Action item:
Every line from the one with "Ok::<_, Error>(handle.and_then(|h| h.paragraph(id).cloned()))" to the end of the entries, both included, is to be copied exactly; the other lines stay out.

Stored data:
+===+

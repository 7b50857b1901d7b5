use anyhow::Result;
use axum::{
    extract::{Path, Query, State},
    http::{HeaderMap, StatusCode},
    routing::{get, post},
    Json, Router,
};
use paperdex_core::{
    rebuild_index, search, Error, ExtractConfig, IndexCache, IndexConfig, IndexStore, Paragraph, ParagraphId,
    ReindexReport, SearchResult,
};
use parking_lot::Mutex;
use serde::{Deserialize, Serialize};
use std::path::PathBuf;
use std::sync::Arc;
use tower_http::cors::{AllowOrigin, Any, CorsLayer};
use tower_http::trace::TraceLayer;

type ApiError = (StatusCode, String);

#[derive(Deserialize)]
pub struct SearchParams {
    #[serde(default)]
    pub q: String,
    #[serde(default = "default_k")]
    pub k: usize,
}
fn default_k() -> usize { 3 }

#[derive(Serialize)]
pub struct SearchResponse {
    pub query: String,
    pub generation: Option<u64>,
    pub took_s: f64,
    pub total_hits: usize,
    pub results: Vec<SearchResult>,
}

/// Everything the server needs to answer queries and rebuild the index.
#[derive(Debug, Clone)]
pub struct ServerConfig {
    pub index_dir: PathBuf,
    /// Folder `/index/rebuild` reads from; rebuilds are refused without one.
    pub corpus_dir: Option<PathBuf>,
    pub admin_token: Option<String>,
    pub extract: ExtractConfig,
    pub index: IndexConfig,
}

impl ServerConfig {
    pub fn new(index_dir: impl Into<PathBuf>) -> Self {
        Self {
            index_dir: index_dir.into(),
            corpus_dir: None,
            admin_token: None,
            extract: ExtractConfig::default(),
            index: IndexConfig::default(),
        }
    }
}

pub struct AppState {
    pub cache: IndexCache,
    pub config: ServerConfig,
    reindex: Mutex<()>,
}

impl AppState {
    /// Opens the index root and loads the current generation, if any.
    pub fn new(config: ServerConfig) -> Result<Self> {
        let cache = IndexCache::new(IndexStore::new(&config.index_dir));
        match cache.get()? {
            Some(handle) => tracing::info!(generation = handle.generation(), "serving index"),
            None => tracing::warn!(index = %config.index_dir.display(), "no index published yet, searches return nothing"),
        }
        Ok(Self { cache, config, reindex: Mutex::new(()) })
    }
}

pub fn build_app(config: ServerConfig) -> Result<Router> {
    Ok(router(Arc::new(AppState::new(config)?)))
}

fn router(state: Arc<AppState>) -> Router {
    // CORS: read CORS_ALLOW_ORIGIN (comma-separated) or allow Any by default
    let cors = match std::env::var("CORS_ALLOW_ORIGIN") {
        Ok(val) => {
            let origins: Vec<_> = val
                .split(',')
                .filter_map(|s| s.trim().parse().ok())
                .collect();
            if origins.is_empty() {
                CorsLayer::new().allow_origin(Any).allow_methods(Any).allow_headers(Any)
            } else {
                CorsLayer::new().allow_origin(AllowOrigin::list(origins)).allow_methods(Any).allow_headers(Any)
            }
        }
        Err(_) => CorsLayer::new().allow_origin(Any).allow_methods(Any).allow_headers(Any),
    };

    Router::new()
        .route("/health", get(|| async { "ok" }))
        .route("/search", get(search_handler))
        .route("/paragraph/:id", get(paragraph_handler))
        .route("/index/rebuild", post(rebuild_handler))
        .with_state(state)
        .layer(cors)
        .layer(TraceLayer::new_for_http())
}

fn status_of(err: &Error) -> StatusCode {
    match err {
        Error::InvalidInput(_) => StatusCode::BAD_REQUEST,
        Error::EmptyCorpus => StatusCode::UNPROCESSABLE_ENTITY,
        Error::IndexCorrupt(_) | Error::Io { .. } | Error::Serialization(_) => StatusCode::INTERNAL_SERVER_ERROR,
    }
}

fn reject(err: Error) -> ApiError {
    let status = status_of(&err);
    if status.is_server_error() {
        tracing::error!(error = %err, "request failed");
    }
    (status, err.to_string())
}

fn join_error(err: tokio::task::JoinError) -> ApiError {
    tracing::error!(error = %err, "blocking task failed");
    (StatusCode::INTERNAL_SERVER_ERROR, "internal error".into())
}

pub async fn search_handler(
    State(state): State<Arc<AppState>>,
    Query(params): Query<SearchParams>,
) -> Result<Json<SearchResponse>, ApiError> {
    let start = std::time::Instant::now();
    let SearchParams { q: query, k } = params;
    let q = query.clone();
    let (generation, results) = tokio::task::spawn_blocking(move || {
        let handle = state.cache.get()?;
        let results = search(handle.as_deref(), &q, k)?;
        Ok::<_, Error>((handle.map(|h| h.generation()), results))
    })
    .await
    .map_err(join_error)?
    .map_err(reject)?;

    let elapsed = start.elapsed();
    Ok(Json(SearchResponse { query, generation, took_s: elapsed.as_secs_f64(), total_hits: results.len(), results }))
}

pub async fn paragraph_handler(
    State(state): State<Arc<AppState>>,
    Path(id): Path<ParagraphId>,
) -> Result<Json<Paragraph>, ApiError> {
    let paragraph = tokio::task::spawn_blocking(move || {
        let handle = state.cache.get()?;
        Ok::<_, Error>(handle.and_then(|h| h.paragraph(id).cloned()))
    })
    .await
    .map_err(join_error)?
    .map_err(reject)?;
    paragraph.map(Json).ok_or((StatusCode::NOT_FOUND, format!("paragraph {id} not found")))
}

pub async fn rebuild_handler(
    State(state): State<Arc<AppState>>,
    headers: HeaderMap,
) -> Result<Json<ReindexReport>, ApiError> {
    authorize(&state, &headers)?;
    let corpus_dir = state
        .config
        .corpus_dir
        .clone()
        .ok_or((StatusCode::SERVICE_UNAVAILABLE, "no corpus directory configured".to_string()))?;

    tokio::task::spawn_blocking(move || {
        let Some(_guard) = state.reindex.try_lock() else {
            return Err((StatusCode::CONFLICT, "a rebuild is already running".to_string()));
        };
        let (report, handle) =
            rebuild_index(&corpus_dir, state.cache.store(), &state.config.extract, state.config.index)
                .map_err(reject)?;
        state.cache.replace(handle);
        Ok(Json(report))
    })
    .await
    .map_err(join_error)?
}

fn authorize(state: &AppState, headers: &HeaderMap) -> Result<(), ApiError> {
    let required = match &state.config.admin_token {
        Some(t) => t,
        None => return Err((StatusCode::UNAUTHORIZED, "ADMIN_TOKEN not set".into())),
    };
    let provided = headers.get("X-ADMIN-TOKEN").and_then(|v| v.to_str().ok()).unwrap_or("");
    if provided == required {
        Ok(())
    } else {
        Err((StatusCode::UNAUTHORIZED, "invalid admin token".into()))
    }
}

+===+

Problem solution:
        Ok::<_, Error>(handle.and_then(|h| h.paragraph(id).cloned()))
    })
    .await
    .map_err(join_error)?
    .map_err(reject)?;
    paragraph.map(Json).ok_or((StatusCode::NOT_FOUND, format!("paragraph {id} not found")))
}

pub async fn rebuild_handler(
    State(state): State<Arc<AppState>>,
    headers: HeaderMap,
) -> Result<Json<ReindexReport>, ApiError> {
    authorize(&state, &headers)?;
    let corpus_dir = state
        .config
        .corpus_dir
        .clone()
        .ok_or((StatusCode::SERVICE_UNAVAILABLE, "no corpus directory configured".to_string()))?;

    tokio::task::spawn_blocking(move || {
        let Some(_guard) = state.reindex.try_lock() else {
            return Err((StatusCode::CONFLICT, "a rebuild is already running".to_string()));
        };
        let (report, handle) =
            rebuild_index(&corpus_dir, state.cache.store(), &state.config.extract, state.config.index)
                .map_err(reject)?;
        state.cache.replace(handle);
        Ok(Json(report))
    })
    .await
    .map_err(join_error)?
}

fn authorize(state: &AppState, headers: &HeaderMap) -> Result<(), ApiError> {
    let required = match &state.config.admin_token {
        Some(t) => t,
        None => return Err((StatusCode::UNAUTHORIZED, "ADMIN_TOKEN not set".into())),
    };
    let provided = headers.get("X-ADMIN-TOKEN").and_then(|v| v.to_str().ok()).unwrap_or("");
    if provided == required {
        Ok(())
    } else {
        Err((StatusCode::UNAUTHORIZED, "invalid admin token".into()))
    }
}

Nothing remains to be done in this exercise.